I was trying to log the intraday high price and the time(hour and minute) for a stock, say AAPL, for everyday in the past two years. Is there a good way to do it?

Would really appreciate any thoughts.

10 responses

Hello Po,

The answer depends on whether you want to accumulate the data as a backtest runs, or if you would like the data at the start of a backtest. If the data are needed at the backtest start, then it is a question of how much minute-level data the backtester can provide and process, without exceeding memory and/or timeout limits. For the latter approach, you would use history to pull up two year's worth of minute bars (using field='high') and then find the max for each day.

Grant

Hi Grant,

Great idea!

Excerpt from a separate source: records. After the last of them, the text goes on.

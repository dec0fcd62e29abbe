pub mod compactor;
pub mod engine;
pub mod http;
pub mod journal;
pub mod limits;
pub mod model;
pub mod observability;
pub mod timeutil;
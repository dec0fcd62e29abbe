use chrono::{DateTime, NaiveDate, NaiveDateTime, Utc};

use crate::model::Ms;

/// Parse an ISO 8601 datetime (with or without offset/seconds) to unix ms.
/// Naive datetimes are interpreted as UTC — the system does no timezone
/// handling.
pub fn parse_iso(s: &str) -> Option<Ms> {
    if let Ok(dt) = DateTime::parse_from_rfc3339(s) {
        return Some(dt.timestamp_millis());
    }
    for fmt in ["%Y-%m-%dT%H:%M:%S%.f", "%Y-%m-%dT%H:%M:%S", "%Y-%m-%dT%H:%M"] {
        if let Ok(naive) = NaiveDateTime::parse_from_str(s, fmt) {
            return Some(naive.and_utc().timestamp_millis());
        }
    }
    None
}

/// Parse the console input format `YYYY-MM-DD HH:MM`.
pub fn parse_console(s: &str) -> Option<Ms> {
    NaiveDateTime::parse_from_str(s.trim(), "%Y-%m-%d %H:%M")
        .ok()
        .map(|naive| naive.and_utc().timestamp_millis())
}

pub fn format_iso(ms: Ms) -> String {
    DateTime::<Utc>::from_timestamp_millis(ms)
        .map(|dt| dt.naive_utc().format("%Y-%m-%dT%H:%M:%S").to_string())
        .unwrap_or_default()
}

/// Calendar day (UTC) an instant falls on.
pub fn date_of(ms: Ms) -> Option<NaiveDate> {
    DateTime::<Utc>::from_timestamp_millis(ms).map(|dt| dt.date_naive())
}

pub fn now_ms() -> Ms {
    Utc::now().timestamp_millis()
}
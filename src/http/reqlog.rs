use std::collections::VecDeque;

use serde::Serialize;
use tokio::sync::RwLock;

use crate::timeutil::{format_iso, now_ms};

/// One recorded hit on a monitored endpoint.
#[derive(Debug, Clone, PartialEq, Eq, Serialize)]
pub struct RequestRecord {
    pub endpoint: String,
    pub ip_address: String,
    pub user_agent: String,
    pub timestamp: String,
}

/// Bounded in-process log of health/ping requests, inspectable through the
/// token-gated admin endpoints. Newest entries first.
pub struct RequestLog {
    entries: RwLock<VecDeque<RequestRecord>>,
    capacity: usize,
}

impl RequestLog {
    pub fn new(capacity: usize) -> Self {
        Self {
            entries: RwLock::new(VecDeque::with_capacity(capacity)),
            capacity,
        }
    }

    pub async fn record(&self, endpoint: &str, ip_address: String, user_agent: Option<&str>) {
        let record = RequestRecord {
            endpoint: endpoint.to_string(),
            ip_address,
            user_agent: user_agent.unwrap_or("unknown").to_string(),
            timestamp: format_iso(now_ms()),
        };
        let mut entries = self.entries.write().await;
        if entries.len() == self.capacity {
            entries.pop_back();
        }
        entries.push_front(record);
        metrics::counter!(crate::observability::REQUESTS_RECORDED_TOTAL).increment(1);
    }

    pub async fn all(&self, limit: usize) -> Vec<RequestRecord> {
        let entries = self.entries.read().await;
        entries.iter().take(limit).cloned().collect()
    }

    pub async fn clear(&self) {
        self.entries.write().await.clear();
    }
}
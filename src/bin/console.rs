//! Interactive console variant of the booking manager. Drives the same
//! engine and journal as the HTTP server, one menu action at a time.

use std::io::{self, Write};
use std::sync::Arc;

use huddle::engine::{Engine, NoOverlap};
use huddle::model::Span;
use huddle::timeutil::{format_iso, now_ms, parse_console};

#[tokio::main]
async fn main() -> Result<(), Box<dyn std::error::Error>> {
    let data_dir = std::env::var("HUDDLE_DATA_DIR").unwrap_or_else(|_| "./data".into());
    std::fs::create_dir_all(&data_dir)?;
    let journal_path = std::path::Path::new(&data_dir).join("bookings.journal");

    let engine = Arc::new(Engine::new(journal_path, Box::new(NoOverlap))?);

    loop {
        print_menu();
        match prompt("\nEnter your choice (1-8): ")?.as_str() {
            "1" => create_user(&engine).await?,
            "2" => list_users(&engine),
            "3" => create_room(&engine).await?,
            "4" => list_rooms(&engine).await,
            "5" => make_booking(&engine).await?,
            "6" => list_bookings(&engine).await,
            "7" => cancel_booking(&engine).await?,
            "8" => {
                println!("Goodbye!");
                return Ok(());
            }
            _ => println!("Invalid choice. Please try again."),
        }
    }
}

fn print_menu() {
    println!("\n=== Meeting Room Booking System ===");
    println!("1. Create user");
    println!("2. List users");
    println!("3. Create room");
    println!("4. List rooms");
    println!("5. Make booking");
    println!("6. List bookings");
    println!("7. Cancel booking");
    println!("8. Exit");
}

fn prompt(message: &str) -> io::Result<String> {
    print!("{message}");
    io::stdout().flush()?;
    let mut line = String::new();
    io::stdin().read_line(&mut line)?;
    Ok(line.trim().to_string())
}

async fn create_user(engine: &Engine) -> io::Result<()> {
    println!("\n--- Create User ---");
    let name = prompt("Enter name: ")?;
    let email = prompt("Enter email: ")?;
    match engine.create_user(&name, &email).await {
        Ok(user) => println!("User created successfully: #{} {} <{}>", user.id, user.name, user.email),
        Err(e) => println!("Error: {e}"),
    }
    Ok(())
}

fn list_users(engine: &Engine) {
    println!("\n--- Users List ---");
    let users = engine.list_users();
    if users.is_empty() {
        println!("No users found.");
    }
    for user in users {
        println!("ID: {}, Name: {}, Email: {}", user.id, user.name, user.email);
    }
}

async fn create_room(engine: &Engine) -> io::Result<()> {
    println!("\n--- Create Room ---");
    let name = prompt("Enter room name: ")?;
    let capacity = prompt("Enter capacity: ")?;
    let Ok(capacity) = capacity.parse::<u32>() else {
        println!("Error: capacity must be a number");
        return Ok(());
    };
    let location = prompt("Enter location (optional): ")?;
    let location = (!location.is_empty()).then_some(location);
    match engine.create_room(&name, capacity, location).await {
        Ok(room) => println!("Room created successfully: #{} {}", room.id, room.name),
        Err(e) => println!("Error: {e}"),
    }
    Ok(())
}

async fn list_rooms(engine: &Engine) {
    println!("\n--- Rooms List ---");
    let rooms = engine.list_rooms().await;
    if rooms.is_empty() {
        println!("No rooms found.");
    }
    for room in rooms {
        println!(
            "ID: {}, Name: {}, Capacity: {}, Location: {}",
            room.id,
            room.name,
            room.capacity,
            room.location.as_deref().unwrap_or("-")
        );
    }
}

async fn make_booking(engine: &Engine) -> io::Result<()> {
    println!("\n--- Make Booking ---");

    let users = engine.list_users();
    if users.is_empty() {
        println!("No users available. Create a user first.");
        return Ok(());
    }
    println!("Available users:");
    for user in &users {
        println!("ID: {}, Name: {}", user.id, user.name);
    }

    let rooms = engine.list_rooms().await;
    if rooms.is_empty() {
        println!("No rooms available. Create a room first.");
        return Ok(());
    }
    println!("\nAvailable rooms:");
    for room in &rooms {
        println!("ID: {}, Name: {}", room.id, room.name);
    }

    let Ok(user_id) = prompt("\nEnter user ID: ")?.parse::<u64>() else {
        println!("Error: user ID must be a number");
        return Ok(());
    };
    let Ok(room_id) = prompt("Enter room ID: ")?.parse::<u64>() else {
        println!("Error: room ID must be a number");
        return Ok(());
    };
    let Some(start) = parse_console(&prompt("Enter start time (YYYY-MM-DD HH:MM): ")?) else {
        println!("Error: invalid date format. Use YYYY-MM-DD HH:MM.");
        return Ok(());
    };
    let Some(end) = parse_console(&prompt("Enter end time (YYYY-MM-DD HH:MM): ")?) else {
        println!("Error: invalid date format. Use YYYY-MM-DD HH:MM.");
        return Ok(());
    };

    // Console-level input hygiene, not a core invariant.
    if start <= now_ms() {
        println!("Error: start time must be in the future");
        return Ok(());
    }
    if start >= end {
        println!("Error: start time must be before end time");
        return Ok(());
    }

    match engine.create_booking(room_id, user_id, Span::new(start, end)).await {
        Ok(booking) => println!(
            "Booking created successfully: #{} ({} -> {})",
            booking.id,
            format_iso(booking.span.start),
            format_iso(booking.span.end)
        ),
        Err(e) => println!("Error: {e}"),
    }
    Ok(())
}

async fn list_bookings(engine: &Engine) {
    println!("\n--- Bookings List ---");
    let bookings = engine.all_bookings().await;
    if bookings.is_empty() {
        println!("No bookings found.");
    }
    for booking in bookings {
        println!(
            "ID: {}, User: {}, Room: {}, Start: {}, End: {}",
            booking.id,
            booking.user_id,
            booking.room_id,
            format_iso(booking.span.start),
            format_iso(booking.span.end)
        );
    }
}

async fn cancel_booking(engine: &Engine) -> io::Result<()> {
    println!("\n--- Cancel Booking ---");

    let bookings = engine.all_bookings().await;
    if bookings.is_empty() {
        println!("No bookings found.");
        return Ok(());
    }
    println!("Current bookings:");
    for booking in &bookings {
        println!(
            "ID: {}, User: {}, Room: {}, Start: {}, End: {}",
            booking.id,
            booking.user_id,
            booking.room_id,
            format_iso(booking.span.start),
            format_iso(booking.span.end)
        );
    }

    let Ok(booking_id) = prompt("\nEnter booking ID to cancel: ")?.parse::<u64>() else {
        println!("Error: booking ID must be a number");
        return Ok(());
    };
    match engine.cancel_booking(booking_id).await {
        Ok(true) => println!("Booking cancelled successfully!"),
        Ok(false) => println!("Error: no booking with ID {booking_id}"),
        Err(e) => println!("Error: {e}"),
    }
    Ok(())
}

In my case I need to pull them at the start of a backtest. I am new to Python and Quantopian. Just curious, how would you store the pulled historical minute data (time and value) for running other calculations?

Po,

Not yet sure if it'll work. I'm trying:

def initialize(context):  
    context.stock = sid(24)

def handle_data(context, data):  
    highs = history(196560,'1m','high')  

The backtest seems to just hang.

You might need to do this on a rolling basis, which means that your backtest would get delayed for ~2 years.

By the way, what are you trying to accomplish?

Grant

Finally got an error, so the 'history' approach may be a non-starter:

There was a runtime error.
MemoryError
Algorithm used too much memory. Need to optimize your code for better performance. Learn More

Too bad to hear that... Trying to analyze stock intraday trends with these data. Thank you though!

I sent a help request to Quantopian to find out if hitting the memory limit is expected, or if it is a bug.

If you are just needing to do analysis and not simulate trading, then accumulating the data might work. Each day, you'd analyze 390 data points, and pick the absolute high and its datetime stamp. After two years of running the backtest, you could then do your analysis on the daily highs. Let me know if this would be of interest. There should be some Pandas tools that make it easy.

I'ts very easy to get the intraday high for every day of the last two years. Just use history in 1d mode, and look at the high price.

To get the intraday high, and the minute that high happened, will take more work. The method that Grant posted is a brute-force method that is going to hit a memory limit. It's expensive to maintain a datapanel with every minute's worth of data for 2 years. However, what you could do is run through every minute of a given day and store the high and the minute in your own datapanel. The resulting data panel will be 1/390th of the size, and will be very manageable.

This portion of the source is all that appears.